Residents kept in the dark about search plans were sometimes startled by officers climbing into their garages or homes.
Beth Schiller, of Willsboro, came home to her 100-acre property, where she rarely locked the doors, to find her .22-caliber rifle missing from the corner of her sunroom. There was no note saying officers had entered the home, and a group of troopers who went inside with her said they had no idea why it was missing. They told her to call her husband, a physician, to see if he had it with him at work.
“The anxiety,” Schiller said. “Imagine going into your own home and seeing a gun is missing when there are two people supposedly out in your area.”
Only later was she able to determine that officers had found it during a search and taken it for safety. That night, after several rounds of paperwork, the State Police gave it back to her and her husband.
The State Police kept a tight lid on information about the search during its first two weeks, but that appeared to change June 19 when, at nearly midnight, they sent a release saying there had been a sighting in the Elmira area.
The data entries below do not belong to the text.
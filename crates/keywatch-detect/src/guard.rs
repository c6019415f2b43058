//! Single-flight guard for detection runs.

use std::sync::Arc;
use tokio::sync::{OwnedSemaphorePermit, Semaphore};

/// Allows at most one holder at a time. Contention fails fast instead of queueing.
///
/// The guard lives in process memory only; it does not survive restarts.
#[derive(Debug, Clone)]
pub struct SingleFlight {
    permits: Arc<Semaphore>,
}

impl SingleFlight {
    /// Creates an unheld guard.
    #[must_use]
    pub fn new() -> Self {
        Self {
            permits: Arc::new(Semaphore::new(1)),
        }
    }

    /// Acquires the guard, or returns `None` if it is already held.
    #[must_use]
    pub fn try_acquire(&self) -> Option<SingleFlightPermit> {
        Arc::clone(&self.permits)
            .try_acquire_owned()
            .ok()
            .map(|permit| SingleFlightPermit { _permit: permit })
    }

    /// Returns true while a permit is outstanding.
    #[must_use]
    pub fn is_held(&self) -> bool {
        self.permits.available_permits() == 0
    }
}

impl Default for SingleFlight {
    fn default() -> Self {
        Self::new()
    }
}

/// Proof of holding a [`SingleFlight`] guard. Released when dropped.
#[derive(Debug)]
#[must_use = "the guard is released as soon as the permit is dropped"]
pub struct SingleFlightPermit {
    _permit: OwnedSemaphorePermit,
}

impl SingleFlightPermit {
    /// Releases the guard.
    pub fn release(self) {
        drop(self);
    }
}
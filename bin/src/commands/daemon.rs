//! Long-running service that executes scheduled detection passes.

use crate::app::App;
use crate::config::KeywatchConfig;
use anyhow::{Context, Result};
use chrono::Utc;
use tokio::signal::ctrl_c;
use tracing::{debug, info};

/// Execute the daemon command.
///
/// Starts the exposure service, then waits for each scheduled task request,
/// sleeps until its earliest begin time and runs it under the configured
/// execution budget. Ctrl-C cancels an in-flight run and stops the service.
pub(crate) async fn daemon(config: KeywatchConfig) -> Result<()> {
    let App {
        service,
        scheduler,
        mut requests,
    } = App::build(&config)?;
    let budget = config.detection.execution_budget();

    service
        .start()
        .await
        .context("Failed to start exposure service")?;
    info!(
        authorization = %service.authorization_state(),
        enabled = %service.enabled_state(),
        "daemon running"
    );

    loop {
        let request = tokio::select! {
            request = requests.recv() => request,
            _ = ctrl_c() => break,
        };
        let Some(request) = request else { break };
        if !scheduler.is_registered(&request.identifier) {
            debug!(task = %request.identifier, "dropping request for deregistered task");
            continue;
        }

        if let Some(begin) = request.earliest_begin {
            let delay = (begin - Utc::now()).to_std().unwrap_or_default();
            debug!(?delay, "waiting for next background run");
            tokio::select! {
                () = tokio::time::sleep(delay) => {}
                _ = ctrl_c() => break,
            }
        }

        let (cancel, timer) = super::deadline(budget);
        let task = service.handle_background_task(cancel.clone());
        tokio::pin!(task);
        let mut interrupted = false;
        let succeeded = tokio::select! {
            succeeded = &mut task => succeeded,
            _ = ctrl_c() => {
                interrupted = true;
                cancel.cancel();
                task.await
            }
        };
        timer.abort();
        info!(succeeded, "background run finished");

        if interrupted {
            break;
        }
    }

    info!("shutting down");
    service.stop();
    Ok(())
}
//! Detection tuning parameters.

use keywatch_types::DEFAULT_DAILY_FILE_CAPACITY;
use serde::{Deserialize, Serialize};
use std::time::Duration;

/// Configuration for detection runs and their scheduling.
#[derive(Debug, Clone, PartialEq, Eq, Serialize, Deserialize)]
#[serde(default)]
pub struct DetectionConfig {
    /// Archives that may be processed per quota window.
    pub daily_file_capacity: u32,
    /// Hours that must elapse before the quota is reset.
    pub quota_window_hours: u32,
    /// Days a detection summary is retained.
    pub summary_retention_days: u32,
    /// Execution-time budget the host grants a background run (seconds).
    pub execution_budget_secs: u64,
    /// Delay before the next background run may begin (seconds).
    pub schedule_interval_secs: u64,
    /// Whether to post an advisory when a run fails.
    pub notify_on_error: bool,
    /// Identifier the background task is registered under.
    pub task_identifier: String,
}

impl Default for DetectionConfig {
    fn default() -> Self {
        Self {
            daily_file_capacity: DEFAULT_DAILY_FILE_CAPACITY,
            quota_window_hours: 24,
            summary_retention_days: 14,
            execution_budget_secs: 300,
            schedule_interval_secs: 2 * 60 * 60,
            notify_on_error: cfg!(debug_assertions),
            task_identifier: "keywatch.exposure-notification".to_string(),
        }
    }
}

impl DetectionConfig {
    /// Returns the quota reset window.
    #[must_use]
    pub fn quota_window(&self) -> chrono::Duration {
        chrono::Duration::hours(i64::from(self.quota_window_hours))
    }

    /// Returns how long detection summaries are kept.
    #[must_use]
    pub fn summary_retention(&self) -> chrono::Duration {
        chrono::Duration::days(i64::from(self.summary_retention_days))
    }

    /// Returns the execution-time budget for one background run.
    #[must_use]
    pub const fn execution_budget(&self) -> Duration {
        Duration::from_secs(self.execution_budget_secs)
    }

    /// Returns the delay between background runs.
    #[must_use]
    pub const fn schedule_interval(&self) -> Duration {
        Duration::from_secs(self.schedule_interval_secs)
    }
}
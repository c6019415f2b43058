//! User state reset command.

use crate::app::App;
use crate::config::KeywatchConfig;
use anyhow::{Context, Result, bail};

/// Execute the reset command.
pub(crate) fn reset(config: KeywatchConfig, yes: bool) -> Result<()> {
    if !yes {
        bail!("Resetting clears the quota and resume cursor; pass --yes to confirm");
    }

    let app = App::build(&config)?;
    let state = app
        .service
        .reset_user_state()
        .context("Failed to reset user state")?;

    println!(
        "User state reset. Remaining daily capacity: {}",
        state.remaining_daily_file_processing_capacity
    );
    Ok(())
}
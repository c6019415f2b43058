//! Exposure detection orchestration for keywatch.
//!
//! This crate composes the detection pipeline:
//!
//! - [`QuotaTracker`] - Daily archive-processing budget
//! - [`select_targets`] - Resume cursor over the remote archive index
//! - [`SingleFlight`] - At-most-one concurrent detection run
//! - [`DetectionOrchestrator`] - One run of download, unpack, match and commit
//! - [`ExposureService`] - Lifecycle, background tasks and rescheduling
//!
//! Collaborators the orchestrator depends on are expressed as traits in
//! [`collaborators`], [`NotificationSink`], [`PlatformStatus`] and
//! [`HostScheduler`].

#![doc = include_str!("../README.md")]
#![doc(issue_tracker_base_url = "https://github.com/factordynamics/keywatch/issues/")]
#![cfg_attr(docsrs, feature(doc_cfg, doc_auto_cfg))]
#![warn(missing_docs)]
#![forbid(unsafe_code)]

pub mod collaborators;
mod config;
mod cursor;
mod error;
mod guard;
mod notify;
mod orchestrator;
mod platform;
mod quota;
mod service;

#[cfg(test)]
mod test_support;

pub use collaborators::{
    ArchiveDownloader, ArchiveUnpacker, Collaborators, ConfigurationSource, MatchingEngine,
    RemoteIndexSource,
};
pub use config::DetectionConfig;
pub use cursor::{select_targets, start_index};
pub use error::{DetectionError, PlatformError, ServiceError};
pub use guard::{SingleFlight, SingleFlightPermit};
pub use notify::{
    Advisory, AdvisoryKind, LogNotificationSink, NotificationSink, NotifyError, clear_best_effort,
    post_best_effort,
};
pub use orchestrator::{DetectionOrchestrator, DetectionOutcome, RunState, TIMED_OUT_DESCRIPTION};
pub use platform::{AuthorizationState, EnabledState, PlatformStatus, notify_radio_off_if_needed};
pub use quota::QuotaTracker;
pub use service::{ExposureService, HostScheduler, SchedulerError, StatusChange, TaskRequest};

/// Re-exported so callers can build the cancellation signal a run observes.
pub use tokio_util::sync::CancellationToken;
//! Persistent state storage for the keywatch exposure detection orchestrator.
//!
//! This crate provides the read/write contract for detection state and two
//! implementations of it:
//!
//! - [`StateStore`] - Load/save of [`UserState`](keywatch_types::UserState) and
//!   append-only exposure and summary records
//! - [`StateManager`] - JSON files in the platform data directory
//! - [`MemoryStateStore`] - Process-local storage for tests and embedding
//! - [`StateChange`] - Snapshot event broadcast on every write

#![doc = include_str!("../README.md")]
#![doc(issue_tracker_base_url = "https://github.com/factordynamics/keywatch/issues/")]
#![cfg_attr(docsrs, feature(doc_cfg, doc_auto_cfg))]
#![warn(missing_docs)]
#![forbid(unsafe_code)]

mod events;
mod memory;
mod state;
mod store;

pub use events::{StateChange, StateEvents};
pub use memory::MemoryStateStore;
pub use state::{Result, StateError, StateManager};
pub use store::StateStore;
News conferences and daily news releases soon delivered substantial information on the locations of search efforts, and what credible witnesses had reported.
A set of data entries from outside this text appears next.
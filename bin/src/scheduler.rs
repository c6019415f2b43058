//! In-process host scheduler backing the daemon.

use keywatch_detect::{HostScheduler, SchedulerError, TaskRequest};
use std::collections::HashSet;
use std::sync::{Mutex, PoisonError};
use tokio::sync::mpsc;

/// Queues task requests for the daemon loop.
///
/// Requests for identifiers that were never registered are refused; requests
/// for identifiers deregistered after submission are dropped by
/// [`is_registered`](Self::is_registered) checks in the consumer.
#[derive(Debug)]
pub(crate) struct LocalScheduler {
    registered: Mutex<HashSet<String>>,
    requests: mpsc::UnboundedSender<TaskRequest>,
}

impl LocalScheduler {
    /// Creates a scheduler and the receiving end of its request queue.
    pub(crate) fn new() -> (Self, mpsc::UnboundedReceiver<TaskRequest>) {
        let (requests, rx) = mpsc::unbounded_channel();
        (
            Self {
                registered: Mutex::new(HashSet::new()),
                requests,
            },
            rx,
        )
    }

    pub(crate) fn is_registered(&self, identifier: &str) -> bool {
        self.registered
            .lock()
            .unwrap_or_else(PoisonError::into_inner)
            .contains(identifier)
    }
}

impl HostScheduler for LocalScheduler {
    fn register(&self, identifier: &str) -> Result<(), SchedulerError> {
        self.registered
            .lock()
            .unwrap_or_else(PoisonError::into_inner)
            .insert(identifier.to_string());
        Ok(())
    }

    fn submit(&self, request: TaskRequest) -> Result<(), SchedulerError> {
        if !self.is_registered(&request.identifier) {
            return Err(SchedulerError::NotRegistered(request.identifier));
        }
        self.requests
            .send(request)
            .map_err(|_| SchedulerError::Unavailable("request queue closed".to_string()))
    }

    fn deregister(&self, identifier: &str) {
        self.registered
            .lock()
            .unwrap_or_else(PoisonError::into_inner)
            .remove(identifier);
    }
}
//! Error types for the detection collaborators.

use std::path::PathBuf;
use thiserror::Error;

/// Errors returned by the key server: index, archive and configuration fetches.
#[derive(Error, Debug)]
pub enum FetchError {
    /// HTTP request failed.
    #[error("HTTP error: {0}")]
    Http(String),

    /// Server returned an error status.
    #[error("Server error for '{url}': {status}")]
    ServerError {
        /// The requested URL.
        url: String,
        /// HTTP status code.
        status: u16,
    },

    /// A URL could not be built from the configured endpoint.
    #[error("Invalid URL: {0}")]
    InvalidUrl(String),

    /// The response body could not be interpreted.
    #[error("Invalid response body from '{url}': {reason}")]
    InvalidBody {
        /// The requested URL.
        url: String,
        /// Why the body was rejected.
        reason: String,
    },
}

/// Errors that can occur while unpacking downloaded key archives.
#[derive(Error, Debug)]
pub enum UnpackError {
    /// The downloaded package was empty.
    #[error("Archive '{0}' is empty")]
    EmptyInput(String),

    /// The package is not a readable archive.
    #[error("Archive '{path}' is malformed: {reason}")]
    Malformed {
        /// Remote path of the archive.
        path: String,
        /// Why the archive was rejected.
        reason: String,
    },

    /// A required entry is missing from the archive.
    #[error("Archive '{path}' has no '{entry}' entry")]
    MissingEntry {
        /// Remote path of the archive.
        path: String,
        /// The missing entry name.
        entry: &'static str,
    },

    /// Failed to write unpacked key material.
    #[error("Failed to write '{path}': {source}")]
    Write {
        /// The local path that could not be written.
        path: PathBuf,
        /// The underlying I/O error.
        source: std::io::Error,
    },

    /// Failed to create the scratch directory.
    #[error("Failed to create scratch directory: {0}")]
    ScratchDir(#[source] std::io::Error),

    /// The blocking unpack task did not complete.
    #[error("Unpack task failed: {0}")]
    Task(String),
}

/// Errors reported by the matching engine.
#[derive(Error, Debug, Clone, PartialEq, Eq)]
pub enum EngineError {
    /// The engine is not active or not authorized.
    #[error("Matching engine unavailable: {0}")]
    Unavailable(String),

    /// The detection pass failed.
    #[error("Exposure detection failed: {0}")]
    Detection(String),

    /// Fetching detailed exposure information failed.
    #[error("Exposure info request failed: {0}")]
    ExposureInfo(String),
}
Around five days before he was caught, Sweat split from Matt, he told investigators on Monday, concerned that Matt was holding him back. Matt, 14 years older than his partner, also may have been struggling with blisters on his foot, officials have said, citing bloody socks left at a hunting cabin they discovered June 20.
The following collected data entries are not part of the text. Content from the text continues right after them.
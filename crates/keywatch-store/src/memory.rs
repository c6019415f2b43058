//! In-memory state storage.

use crate::{Result, StateChange, StateError, StateEvents, StateStore};
use chrono::{DateTime, Utc};
use keywatch_types::{DEFAULT_DAILY_FILE_CAPACITY, Exposure, ExposureDetectionSummary, UserState};
use std::sync::{Mutex, MutexGuard};
use tokio::sync::broadcast;

#[derive(Debug, Default)]
struct Records {
    user_state: Option<UserState>,
    exposures: Vec<Exposure>,
    summaries: Vec<ExposureDetectionSummary>,
}

/// A [`StateStore`] that keeps everything in process memory.
#[derive(Debug)]
pub struct MemoryStateStore {
    records: Mutex<Records>,
    daily_file_capacity: u32,
    events: StateEvents,
}

impl MemoryStateStore {
    /// Creates an empty store using the default daily capacity.
    #[must_use]
    pub fn new() -> Self {
        Self::with_daily_file_capacity(DEFAULT_DAILY_FILE_CAPACITY)
    }

    /// Creates an empty store with the given daily capacity.
    #[must_use]
    pub fn with_daily_file_capacity(daily_file_capacity: u32) -> Self {
        Self {
            records: Mutex::new(Records::default()),
            daily_file_capacity,
            events: StateEvents::new(),
        }
    }

    /// Creates a store seeded with an existing user state.
    #[must_use]
    pub fn with_user_state(state: UserState) -> Self {
        let store = Self::new();
        if let Ok(mut records) = store.records.lock() {
            records.user_state = Some(state);
        }
        store
    }

    fn lock(&self) -> Result<MutexGuard<'_, Records>> {
        self.records.lock().map_err(|_| StateError::Poisoned)
    }
}

impl Default for MemoryStateStore {
    fn default() -> Self {
        Self::new()
    }
}

impl StateStore for MemoryStateStore {
    fn user_state(&self) -> Result<UserState> {
        let mut records = self.lock()?;
        Ok(records
            .user_state
            .get_or_insert_with(|| UserState::new(self.daily_file_capacity))
            .clone())
    }

    fn save_user_state(&self, state: &UserState) -> Result<()> {
        self.lock()?.user_state = Some(state.clone());
        self.events.publish(StateChange::UserState(state.clone()));
        Ok(())
    }

    fn reset_user_state(&self) -> Result<UserState> {
        let state = UserState::new(self.daily_file_capacity);
        self.save_user_state(&state)?;
        Ok(state)
    }

    fn exposures(&self) -> Result<Vec<Exposure>> {
        Ok(self.lock()?.exposures.clone())
    }

    fn append_exposures(&self, exposures: &[Exposure]) -> Result<()> {
        if exposures.is_empty() {
            return Ok(());
        }
        let snapshot = {
            let mut records = self.lock()?;
            records.exposures.extend_from_slice(exposures);
            records.exposures.clone()
        };
        self.events.publish(StateChange::Exposures(snapshot));
        Ok(())
    }

    fn detection_summaries(&self) -> Result<Vec<ExposureDetectionSummary>> {
        Ok(self.lock()?.summaries.clone())
    }

    fn append_detection_summary(&self, summary: &ExposureDetectionSummary) -> Result<()> {
        self.lock()?.summaries.push(summary.clone());
        Ok(())
    }

    fn prune_detection_summaries(&self, cutoff: DateTime<Utc>) -> Result<usize> {
        let mut records = self.lock()?;
        let before = records.summaries.len();
        records.summaries.retain(|s| s.date_received >= cutoff);
        Ok(before - records.summaries.len())
    }

    fn commit_run(
        &self,
        state: &UserState,
        exposures: &[Exposure],
        summary: Option<&ExposureDetectionSummary>,
        prune_cutoff: DateTime<Utc>,
    ) -> Result<usize> {
        let (pruned, snapshot) = {
            let mut records = self.lock()?;
            records.exposures.extend_from_slice(exposures);
            if let Some(summary) = summary {
                records.summaries.push(summary.clone());
            }
            let before = records.summaries.len();
            records.summaries.retain(|s| s.date_received >= prune_cutoff);
            records.user_state = Some(state.clone());
            let snapshot = (!exposures.is_empty()).then(|| records.exposures.clone());
            (before - records.summaries.len(), snapshot)
        };

        if let Some(snapshot) = snapshot {
            self.events.publish(StateChange::Exposures(snapshot));
        }
        self.events.publish(StateChange::UserState(state.clone()));
        Ok(pruned)
    }

    fn subscribe(&self) -> broadcast::Receiver<StateChange> {
        self.events.subscribe()
    }
}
The search effort seemed to gain momentum when, on June 24, officials discovered evidence of a break-in by Matt at a hunting cabin in Malone, N.Y.
It was a vast area of rolling hills and soggy swamps made more difficult to navigate by heavy rains, suddenly flooded by up to 1,500 officers, the Franklin County sheriff, Kevin Mulverhill, said. “Nobody questioned assignments,” he said. “Everyone who was there was all about how can I help.”
Few state or local officials had experience with such an elaborate search over such difficult terrain, Mulverhill said. “I don’t think anybody really prepares for a manhunt that’s going to use 1,200 people,” he said. “I don’t think that’s something you train for.”
State troopers and sheriff’s deputies stood guard along roadways, listening for rustles in these woods. Tactical teams from specialized units of the Department of Corrections or federal Customs and Border Protection swept the woods, hoping to push the escapees toward a road.
Trail cameras posted on trees took photos of any movement they detected.
On June 26, the owner of a hunting camp, Bobby Willett, found bottles of grape gin and rum out of place in a cabin, a neighbor and cousin said. The neighbor, Jonathan Chodat, said investigators also removed evidence from a nearby abandoned trailer where they believed Matt had been staying that was 50 feet into the woods from Route 30 in Malone.
When Matt fired a shot at a moving camper trailer, in what some officials described as an effort to steal it, investigators blanketed the woods and heard him cough. He was shot three times and killed by a federal agent.
That same day, investigators found a chocolate wrapper in an area off Webster Street in Malone, north of where Matt was killed, that they later determined had traces of Sweat’s DNA, Mulverhill said. Over the weekend, officers left a 22-square-mile search area that had been set up farther south, and moved north to an area around Constable.
Late Sunday afternoon, Sgt. Jay Cook of the New York State Police noticed Sweat jogging north along a roadway, only a few miles from Canada.
The son of dairy farmers, Cook is a dedicated outdoorsman who hunts and fishes and runs a small maple-sugaring operation on his property.
After joining the Air Force and working as a corrections officer, Cook fulfilled his dream of joining the State Police, said his mother, Judith Cook.
“He is an excellent shot; his career revolved around that,” said Billy Jones, the chairman of the Franklin County Legislature and a friend.
He got his chance to end the manhunt when he chased Sweat across a hayfield. A tree line drew closer and closer.
He shot Sweat twice in the torso, and the search was over.